Foster the coordination and monitoring of treatment for ALS patients at the HUG and at home


Amyotrophic lateral sclerosis (ALS), known by some as Lou Gehrig’s disease, is a neurodegenerative pathology of unknown origin that affects the motor neurons of the cerebral cortex and the spinal cord. It results in a rapidly progressive loss of motor functions, namely the use of one’s limbs, walking, swallowing, language, phonation, and breathing. To date there is no known cure. Non-pharmaceutical treatments such as physical therapy and occupational therapy play a heavy part in treating ALS patients, who become increasingly dependent on others in day-to-day activities. Multidisciplinary treatment allows an increase in survival of 7 to 9 months, a decrease in mortality at 1 year of about 30%, and improvement in patients’ quality of life.

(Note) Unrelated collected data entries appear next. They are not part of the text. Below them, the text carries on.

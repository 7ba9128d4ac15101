//! Quadtree spatial join
//!
//! # Module Structure
//! - `core`: QuadtreeJoinExecutor and the work-splitting helper
//! - `bbox_join`: broad phase, shape boxes against quadtree leaves
//! - `point_in_polygon`: narrow phase, exact containment per candidate pair
//! - `nearest_polyline`: narrow phase, closest polyline per point
//! - `columnar`: runtime-typed (`f32`/`f64`) entry points
//! - `tables`: candidate-pair and result tables
//!
//! The free functions below run with the default
//! [`ExecutionConfig`](crate::config::ExecutionConfig) (parallel from 1024 work
//! items up). Use [`QuadtreeJoinExecutor`] to change it.

pub mod bbox_join;
pub mod columnar;
pub mod core;
pub mod nearest_polyline;
pub mod point_in_polygon;
pub mod tables;

pub use bbox_join::{BroadPhaseStats, WaveStats};
pub use columnar::{DistanceColumn, NearestPolylineTable};
pub use self::core::QuadtreeJoinExecutor;
pub use tables::{CandidatePairs, NearestPolylineResult, PointInPolygonResult};

use crate::config::IndexParams;
use crate::index::Quadtree;
use crate::types::{BoundingBox, CoordFloat, PointColumns, PolygonColumns, PolylineColumns};
use crate::Result;

/// Broad phase: `(shape_offset, quad_offset)` for every shape box and quadtree
/// leaf whose boxes intersect inside the area of interest
pub fn quad_bbox_join(
    quadtree: &Quadtree,
    shape_boxes: &[BoundingBox],
    area_of_interest: BoundingBox,
    scale: f64,
    max_depth: u8,
) -> Result<CandidatePairs> {
    let params = IndexParams::new(area_of_interest, scale, max_depth);
    QuadtreeJoinExecutor::default().bbox_join(quadtree, shape_boxes, &params)
}

/// [`quad_bbox_join`] plus per-wave traversal statistics
pub fn quad_bbox_join_with_stats(
    quadtree: &Quadtree,
    shape_boxes: &[BoundingBox],
    area_of_interest: BoundingBox,
    scale: f64,
    max_depth: u8,
) -> Result<(CandidatePairs, BroadPhaseStats)> {
    let params = IndexParams::new(area_of_interest, scale, max_depth);
    QuadtreeJoinExecutor::default().bbox_join_with_stats(quadtree, shape_boxes, &params)
}

/// Narrow phase: `(polygon_index, point_index)` for every candidate point
/// inside its paired polygon
#[allow(clippy::too_many_arguments)]
pub fn quadtree_point_in_polygon<T: CoordFloat>(
    pairs: &CandidatePairs,
    quadtree: &Quadtree,
    point_indices: &[u32],
    point_x: &[T],
    point_y: &[T],
    poly_offsets: &[u32],
    ring_offsets: &[u32],
    poly_points_x: &[T],
    poly_points_y: &[T],
) -> Result<PointInPolygonResult> {
    QuadtreeJoinExecutor::default().point_in_polygon(
        pairs,
        quadtree,
        &PointColumns::new(point_indices, point_x, point_y),
        &PolygonColumns::new(poly_offsets, ring_offsets, poly_points_x, poly_points_y),
    )
}

/// Narrow phase: `(point_index, polyline_index, distance)` with the nearest
/// candidate polyline of each point, ordered by point
#[allow(clippy::too_many_arguments)]
pub fn quadtree_point_to_nearest_polyline<T: CoordFloat>(
    pairs: &CandidatePairs,
    quadtree: &Quadtree,
    point_indices: &[u32],
    point_x: &[T],
    point_y: &[T],
    poly_offsets: &[u32],
    poly_points_x: &[T],
    poly_points_y: &[T],
) -> Result<NearestPolylineResult<T>> {
    QuadtreeJoinExecutor::default().nearest_polyline(
        pairs,
        quadtree,
        &PointColumns::new(point_indices, point_x, point_y),
        &PolylineColumns::new(poly_offsets, poly_points_x, poly_points_y),
    )
}
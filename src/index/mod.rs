//! Quadtree index: Morton keys, quadrant geometry and the flattened node table

pub mod morton;
pub mod quadrant;
pub mod quadtree;

pub use quadrant::{QuadrantResolver, MAX_DEPTH_LIMIT};
pub use quadtree::{QuadNode, Quadtree};
//! Broad phase: shape bounding boxes x quadtree leaves
//!
//! The traversal is a work list of `(shape, row)` pairs processed one level
//! per wave, starting from every level-0 row. A pair survives when the
//! quadrant box intersects both the shape box and the area of interest;
//! surviving internal rows expand to their children for the next wave and
//! surviving leaves are emitted.

use std::fmt;

use rayon::prelude::*;
use serde::Serialize;

use crate::config::IndexParams;
use crate::index::{QuadrantResolver, Quadtree};
use crate::join::core::{collect_indexed, QuadtreeJoinExecutor};
use crate::join::tables::CandidatePairs;
use crate::types::BoundingBox;
use crate::{JoinError, Result};

/// Counters for one traversal wave
#[derive(Debug, Clone, Copy, Default, PartialEq, Eq, Serialize)]
pub struct WaveStats {
    /// Quadtree level visited by this wave
    pub level: u8,
    /// Pairs tested
    pub live_pairs: usize,
    /// Pairs whose quadrant intersected both boxes
    pub survivors: usize,
    /// Surviving pairs on leaves
    pub emitted: usize,
}

impl WaveStats {
    pub fn pruned(&self) -> usize {
        self.live_pairs - self.survivors
    }
}

/// Per-wave statistics of one broad-phase call
#[derive(Debug, Clone, Default, PartialEq, Eq, Serialize)]
pub struct BroadPhaseStats {
    pub waves: Vec<WaveStats>,
}

impl BroadPhaseStats {
    pub fn pairs_tested(&self) -> usize {
        self.waves.iter().map(|w| w.live_pairs).sum()
    }

    pub fn pairs_pruned(&self) -> usize {
        self.waves.iter().map(WaveStats::pruned).sum()
    }

    pub fn pairs_emitted(&self) -> usize {
        self.waves.iter().map(|w| w.emitted).sum()
    }
}

impl fmt::Display for BroadPhaseStats {
    fn fmt(&self, f: &mut fmt::Formatter<'_>) -> fmt::Result {
        for wave in &self.waves {
            writeln!(
                f,
                "level {:>2}: tested={} survived={} emitted={}",
                wave.level, wave.live_pairs, wave.survivors, wave.emitted
            )?;
        }
        write!(
            f,
            "total: tested={} pruned={} emitted={}",
            self.pairs_tested(),
            self.pairs_pruned(),
            self.pairs_emitted()
        )
    }
}

impl QuadtreeJoinExecutor {
    /// Candidate `(shape, leaf)` pairs whose boxes intersect
    pub fn bbox_join(
        &self,
        quadtree: &Quadtree,
        shape_boxes: &[BoundingBox],
        params: &IndexParams,
    ) -> Result<CandidatePairs> {
        self.bbox_join_with_stats(quadtree, shape_boxes, params)
            .map(|(pairs, _)| pairs)
    }

    /// [`bbox_join`](Self::bbox_join) plus per-wave counters.
    ///
    /// Output rows are ordered by shape index, then by level-order traversal.
    pub fn bbox_join_with_stats(
        &self,
        quadtree: &Quadtree,
        shape_boxes: &[BoundingBox],
        params: &IndexParams,
    ) -> Result<(CandidatePairs, BroadPhaseStats)> {
        let params = params.validated()?;
        quadtree.validate(Some(params.max_depth))?;
        if u32::try_from(shape_boxes.len()).is_err() {
            return Err(JoinError::invalid(format!(
                "{} shapes exceed the u32 shape index range",
                shape_boxes.len()
            )));
        }
        let resolver = QuadrantResolver::from_params(&params)?;
        let aoi = params.area_of_interest;

        let inverted = shape_boxes.iter().filter(|b| b.is_inverted()).count();
        if inverted > 0 {
            log::warn!("{} shape boxes are inverted, swapping bounds", inverted);
        }
        let shapes: Vec<BoundingBox> = shape_boxes.iter().map(BoundingBox::normalized).collect();

        let roots = quadtree.top_level_rows();
        let mut work: Vec<(u32, u32)> = Vec::with_capacity(shapes.len() * roots.len());
        for shape in 0..shapes.len() as u32 {
            work.extend(roots.iter().map(|&row| (shape, row)));
        }
        log::debug!(
            "broad phase: {} shapes, {} quadtree rows, {} level-0 quadrants",
            shapes.len(),
            quadtree.len(),
            roots.len()
        );

        let mut stats = BroadPhaseStats::default();
        let mut emitted: Vec<(u32, u32)> = Vec::new();
        let mut level = 0u8;

        while !work.is_empty() {
            let survivors = collect_indexed(&self.execution, work.len(), |i, out| {
                let (shape, row) = work[i];
                let node = quadtree.node(row as usize);
                let quadrant = resolver.quadrant_box(node.key, node.level);
                if quadrant.intersects(&shapes[shape as usize]) && quadrant.intersects(&aoi) {
                    out.push((shape, row));
                }
            });

            let mut wave = WaveStats {
                level,
                live_pairs: work.len(),
                survivors: survivors.len(),
                emitted: 0,
            };

            let (leaves, internal): (Vec<_>, Vec<_>) = survivors
                .into_iter()
                .partition(|&(_, row)| quadtree.node(row as usize).is_leaf());
            wave.emitted = leaves.len();
            emitted.extend(leaves);

            work = collect_indexed(&self.execution, internal.len(), |i, out| {
                let (shape, row) = internal[i];
                let children = quadtree.node(row as usize).range();
                out.extend(children.map(|child| (shape, child as u32)));
            });

            log::trace!(
                "broad phase level {}: tested={} survived={} emitted={} next={}",
                wave.level,
                wave.live_pairs,
                wave.survivors,
                wave.emitted,
                work.len()
            );
            stats.waves.push(wave);
            level = level.saturating_add(1);
        }

        // 稳定排序：同一形状内保留层序
        if self.execution.should_parallelize(emitted.len()) {
            emitted.par_sort_by_key(|&(shape, _)| shape);
        } else {
            emitted.sort_by_key(|&(shape, _)| shape);
        }

        log::debug!(
            "broad phase: {} candidate pairs after {} waves ({} pruned)",
            emitted.len(),
            stats.waves.len(),
            stats.pairs_pruned()
        );
        Ok((emitted.into_iter().collect(), stats))
    }
}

At the HUG, the Center for Amyotrophic Lateral Sclerosis and related conditions (CeSLA) is dedicated to fulfilling the needs of patients and their loved ones, with an emphasis on quality of care. Coordinated treatment at the HUG and at home is organized according to the patient’s wishes. Maintaining a degree of autonomy, both in mobility and communication, is another priority. However, as a solely hospital-based medical care unit, the CeSLA’s mandate does not include services at home.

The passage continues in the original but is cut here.